Friday, August 31, 2007

Why I hate Esperanto

I have friends who, in recent years, have expressed an interest in Esperanto, including one friend who is able to speak it. Without fail, they all profess this to be the language of the future. Even after having been shown that it has existed since the 1880’s, they persist by explaining that, thanks to the Internet, this language can become universal and soon our children or grandchildren will all be speaking Esperanto, and so everyone in the world will understand each other and we will have peace on earth and live happily ever after.

I find this a load of hogwash.

Universal languages have been around since the beginning of time. Ever since people started realizing that languages are different and change, they have been trying to overcome this. At first it was by trying to recreate the Adamic language form (or ancient Hebrew). To a great extent, Kabbalah scholars are still trying to do this. Once Latin fell into disuse among the masses in Europe, around the 4th or 5th century AD, philosophers have been trying to unite all languages into one. Dante’s Divine Comedy, in the common vulgate, is one example. He did not write in Italian, or in a Tuscan dialect, but gathered different expressions and forms from all the Italic dialects he encountered, trying to find the most communicative form in doing so.

On the other hand, Dante, unlike many scholars before and after him, understood that languages cannot remain the same. When in Paradise, Adam tells him that the language spoken at the time of the Tower of Babel is very different from that which he spoke, because it is the nature of man to change, and therefore his language will change throughout time.

There are some variations to this theory which I should mention. They came about when Europeans discovered the Chinese language and, more specifically, Chinese characters. When the first traders and missionaries came back from the Far East, Europeans were enthralled at the idea that, even though there were many different languages in China, everyone could be understood by writing down universally recognized characters. They could also communicate with the Koreans and Japanese in the same manner, although these also spoke completely different languages. Kircher spent his life trying to prove that Chinese characters derived from Egyptians Hieroglyphics, which had been a sublime form of writing for him. Leibniz, on the other hand, saw Chinese characters as a form of Binary code, or mathematical language (although he did so through a flawed translation of the I-Ching).

The more modern versions of these international auxiliary languages are Volapuk, Solresol and Esperanto. Out of these, Esperanto by far has had the most support. A country between the Netherlands and Prussia was supposed to be founded in 1908 with Esperanto as its official language, but this never came to fruition. Likewise China, after the Xinhai revolution, thought to establish Esperanto as its official language in order to break from the past.

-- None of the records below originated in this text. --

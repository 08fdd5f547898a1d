//! Boundary facet generation.
//!
//! Every logical side of the grid becomes one boundary region. Facets are
//! produced by walking a [`FaceSweep`](super::FaceSweep) so their winding follows the sweep
//! directions: 2D edges run counter-clockwise around the domain and 3D
//! faces are wound with an outward normal.

use super::elements::{Connectivity, QUAD_TO_TRIANGLES};
use super::indexer::GridIndexer;
use crate::types::{Axis, RegionIndex, Side};

/// A named logical side of the grid.
#[derive(Clone, Copy, Debug, PartialEq, Eq)]
pub struct BoundaryRegion {
    pub index: RegionIndex,
    pub name: &'static str,
    pub axis: Axis,
    pub side: Side,
}

const fn region(index: u32, name: &'static str, axis: Axis, side: Side) -> BoundaryRegion {
    BoundaryRegion {
        index: RegionIndex::new(index),
        name,
        axis,
        side,
    }
}

/// End points of a line.
pub const LINE_REGIONS: [BoundaryRegion; 2] = [
    region(1, "left", Axis::X, Side::Min),
    region(2, "right", Axis::X, Side::Max),
];

/// Sides of a rectangle, counter-clockwise from the bottom.
pub const PLANE_REGIONS: [BoundaryRegion; 4] = [
    region(1, "bottom", Axis::Y, Side::Min),
    region(2, "right", Axis::X, Side::Max),
    region(3, "top", Axis::Y, Side::Max),
    region(4, "left", Axis::X, Side::Min),
];

/// Faces of a box.
pub const BOX_REGIONS: [BoundaryRegion; 6] = [
    region(1, "left", Axis::X, Side::Min),
    region(2, "bottom", Axis::Y, Side::Min),
    region(3, "back", Axis::Z, Side::Min),
    region(4, "right", Axis::X, Side::Max),
    region(5, "front", Axis::Z, Side::Max),
    region(6, "top", Axis::Y, Side::Max),
];

/// Facets of one boundary region.
#[derive(Clone, Debug)]
pub struct RegionFacets {
    pub region: BoundaryRegion,
    pub facets: Connectivity,
}

/// Point facets at both ends of a line.
pub fn line_facets(grid: &GridIndexer<1>) -> Vec<RegionFacets> {
    LINE_REGIONS
        .iter()
        .map(|&region| {
            let sweep = grid.side_sweep(region.side);
            let mut facets = Connectivity::with_capacity(1, 1);
            facets.push(&[sweep.base]);
            tracing::trace!(region = %region.index, name = region.name, "end point facet");
            RegionFacets { region, facets }
        })
        .collect()
}

/// Edge facets of the four sides of a rectangle.
pub fn plane_facets(grid: &GridIndexer<2>) -> Vec<RegionFacets> {
    PLANE_REGIONS
        .iter()
        .map(|&region| {
            let sweep = grid.side_sweep(region.axis, region.side);
            let mut facets = Connectivity::with_capacity(2, sweep.facet_count());
            for edge in sweep.edges() {
                facets.push(&edge);
            }
            tracing::trace!(
                region = %region.index,
                name = region.name,
                n_facets = facets.len(),
                "side sweep"
            );
            RegionFacets { region, facets }
        })
        .collect()
}

/// Quad or triangle facets of the six faces of a box.
///
/// Triangles use the same split as the volume elements so each one
/// coincides with a face of a boundary tetrahedron.
pub fn box_facets(grid: &GridIndexer<3>, triangles: bool) -> Vec<RegionFacets> {
    BOX_REGIONS
        .iter()
        .map(|&region| {
            let sweep = grid.side_sweep(region.axis, region.side);
            let mut facets = if triangles {
                Connectivity::with_capacity(3, 2 * sweep.facet_count())
            } else {
                Connectivity::with_capacity(4, sweep.facet_count())
            };
            for quad in sweep.quads() {
                if triangles {
                    facets.push_split(&quad, &QUAD_TO_TRIANGLES);
                } else {
                    facets.push(&quad);
                }
            }
            tracing::trace!(
                region = %region.index,
                name = region.name,
                n_facets = facets.len(),
                "face sweep"
            );
            RegionFacets { region, facets }
        })
        .collect()
}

This also did not occur.

Therefore, despite all these studies, an international language has not emerged. There is one glaring exception to this: numbers. The Hindu-Arabic numeral system, as we know it today, is used by a vast majority of the world and is understood at sight by virtually every literate person. In other words, if I were to show the symbol “5” to someone, this person would know right away what it meant. Whether this person called it a different name, or spelled it in a different manner, would not matter. The concept would remain the same. Well then, why can we not expect the same out of a language in the future? In order to understand this, we should understand the past, or how the Hindu-Arabic numeral system came to be universally adopted.

The symbols themselves (from 1 to 9) came from India and were adopted by the populace and picked up by traders. From there they traveled through Arabia and Northern Africa, where Fibonacci picked them up. We can credit him with spreading their use in Europe, where people soon discovered they were easier to use than the current Roman numerals (imagine writing an algebraic equation in Roman numerals). But why was this so? It has less to do with the shape (there is nothing extraordinary in the shape of 4 or 5) than with the format. The structure of numbers fits a numerical system with a base number of 10. This is fortunate, since 10 is our base number (in earthly mathematics, at least). It is also relatively easy to writing long numbers and, most importantly, there is no ambiguity in these numbers.

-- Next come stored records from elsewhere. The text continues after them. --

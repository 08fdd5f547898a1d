//! Periodic point pairing.
//!
//! For a periodic axis every point on the min side (slave) is paired with
//! the point on the max side (master) at the same in-plane position,
//! which sits exactly `n · stride` point numbers further on.

use super::indexer::GridIndexer;
use crate::types::{Axis, Periodicity, Side};

/// All master/slave pairs of one periodic axis.
#[derive(Clone, Debug, PartialEq, Eq)]
pub struct PeriodicPairs {
    /// Identification number, unique per axis
    pub ident: u32,
    pub axis: Axis,
    /// `(master, slave)` point numbers in slave point-number order
    pub pairs: Vec<(usize, usize)>,
}

/// Identification number of `axis`: its position in the outermost-first
/// traversal order of the layout, counting from 1.
pub fn identification_number<const D: usize>(grid: &GridIndexer<D>, axis: Axis) -> Option<u32> {
    grid.axes_outermost_first()
        .iter()
        .position(|&a| a == axis)
        .map(|k| k as u32 + 1)
}

/// Pairs for every periodic axis, ordered by identification number.
///
/// Axes beyond the grid dimension are ignored.
pub fn periodic_pairs<const D: usize>(
    grid: &GridIndexer<D>,
    periodicity: Periodicity,
) -> Vec<PeriodicPairs> {
    let mut result = Vec::new();
    for (k, axis) in grid.axes_outermost_first().into_iter().enumerate() {
        if !periodicity.is_periodic(axis) {
            continue;
        }
        let shift = grid.cells()[axis.index()] * grid.stride(axis);
        let pairs: Vec<_> = grid
            .side_points(axis, Side::Min)
            .map(|slave| (slave + shift, slave))
            .collect();
        tracing::trace!(%axis, ident = k + 1, n_pairs = pairs.len(), "periodic pairs");
        result.push(PeriodicPairs {
            ident: k as u32 + 1,
            axis,
            pairs,
        });
    }
    result
}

Of course, our numerical system is not perfect. It would be nice to have concrete numbers for such important constants as π and e, as it would be nice if we could find the roots of a quintic equation by following the same methods as we do for a quartic, cubic, quadratic and linear equation. But so far, this is the best system we have, so we stick with it.

Another example, briefly, is chemical formulas. If one person wants to convey Sulphuric acid to someone else, he or she could do so by writing H2SO4 and it would be universally accepted. I mention this only briefly because chemical formulas are not commonly used among the populace of different countries. They are also not commonly found in everyday international conversation. I would be hard pressed to find an example of chemical compounds having been used over pints at a bar in order to convey a message between strangers of different nationalities. On the other hand, both patrons of this bar would understand the total numerical amount of the tab, even if they hadn’t been able to communicate one word between themselves.

Which brings us back to the initial question. Why couldn’t we expect a universal language in the future? It has worked with numbers and with chemical formulas. The next step should be languages, right? Wrong. Language is not numbers or chemical formulas. As much as we would like to find greater meaning in the words we use, linguistic patterns develop along a semi-chaotic sequence of popular abbreviations, borrowings and expressions which no one person can control.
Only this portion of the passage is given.